Segment Start: Provided data

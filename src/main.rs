// License registry server
// Main entry point

use anyhow::{Context, Result};
use clap::Parser;
use std::net::SocketAddr;
use std::path::PathBuf;

use license_registry::config::{load_settings, Settings};
use license_registry::logging::init_tracing;
use license_registry::server::{shutdown_signal, RegistryServer};

#[derive(Parser, Debug)]
#[command(name = "license-registry")]
#[command(about = "Coordinates which device holds each license token")]
struct Args {
    /// HTTP port (overrides the port of the configured bind address)
    #[arg(short, long)]
    port: Option<u16>,

    /// Bind address, e.g. 0.0.0.0:3883
    #[arg(long)]
    bind: Option<String>,

    /// Number of runtime worker threads (defaults to the CPU count)
    #[arg(short, long)]
    workers: Option<usize>,

    /// Path to a TOML config file
    #[arg(short, long)]
    config: Option<PathBuf>,

    /// Enable verbose debug logging
    #[arg(short, long)]
    verbose: bool,
}

fn main() -> Result<()> {
    let args = Args::parse();
    init_tracing(args.verbose);

    let mut settings = load_settings(args.config.as_deref())?;
    apply_overrides(&mut settings, &args)?;

    let mut runtime = tokio::runtime::Builder::new_multi_thread();
    if let Some(workers) = args.workers {
        runtime.worker_threads(workers.max(1));
    }
    let runtime = runtime
        .enable_all()
        .build()
        .context("Failed to build tokio runtime")?;

    tracing::info!(
        workers = args.workers.unwrap_or_else(|| std::thread::available_parallelism()
            .map(|n| n.get())
            .unwrap_or(1)),
        "Runtime ready"
    );

    runtime.block_on(async move {
        let server = RegistryServer::new(settings)?;
        server.serve(shutdown_signal()).await
    })
}

/// CLI flags take precedence over file and environment settings.
fn apply_overrides(settings: &mut Settings, args: &Args) -> Result<()> {
    if let Some(bind) = &args.bind {
        settings.server.bind_address = bind.clone();
    }
    if let Some(port) = args.port {
        let mut addr: SocketAddr = settings.bind_addr()?;
        addr.set_port(port);
        settings.server.bind_address = addr.to_string();
    }
    settings.validate()?;
    Ok(())
}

Segment End: Provided data

**Task statement**:
Print nothing except the lines from the line containing "init_tracing(args.verbose);" to the end of the listing, exactly as written.

**Exercise answer**:
    init_tracing(args.verbose);

    let mut settings = load_settings(args.config.as_deref())?;
    apply_overrides(&mut settings, &args)?;

    let mut runtime = tokio::runtime::Builder::new_multi_thread();
    if let Some(workers) = args.workers {
        runtime.worker_threads(workers.max(1));
    }
    let runtime = runtime
        .enable_all()
        .build()
        .context("Failed to build tokio runtime")?;

    tracing::info!(
        workers = args.workers.unwrap_or_else(|| std::thread::available_parallelism()
            .map(|n| n.get())
            .unwrap_or(1)),
        "Runtime ready"
    );

    runtime.block_on(async move {
        let server = RegistryServer::new(settings)?;
        server.serve(shutdown_signal()).await
    })
}

/// CLI flags take precedence over file and environment settings.
fn apply_overrides(settings: &mut Settings, args: &Args) -> Result<()> {
    if let Some(bind) = &args.bind {
        settings.server.bind_address = bind.clone();
    }
    if let Some(port) = args.port {
        let mut addr: SocketAddr = settings.bind_addr()?;
        addr.set_port(port);
        settings.server.bind_address = addr.to_string();
    }
    settings.validate()?;
    Ok(())
}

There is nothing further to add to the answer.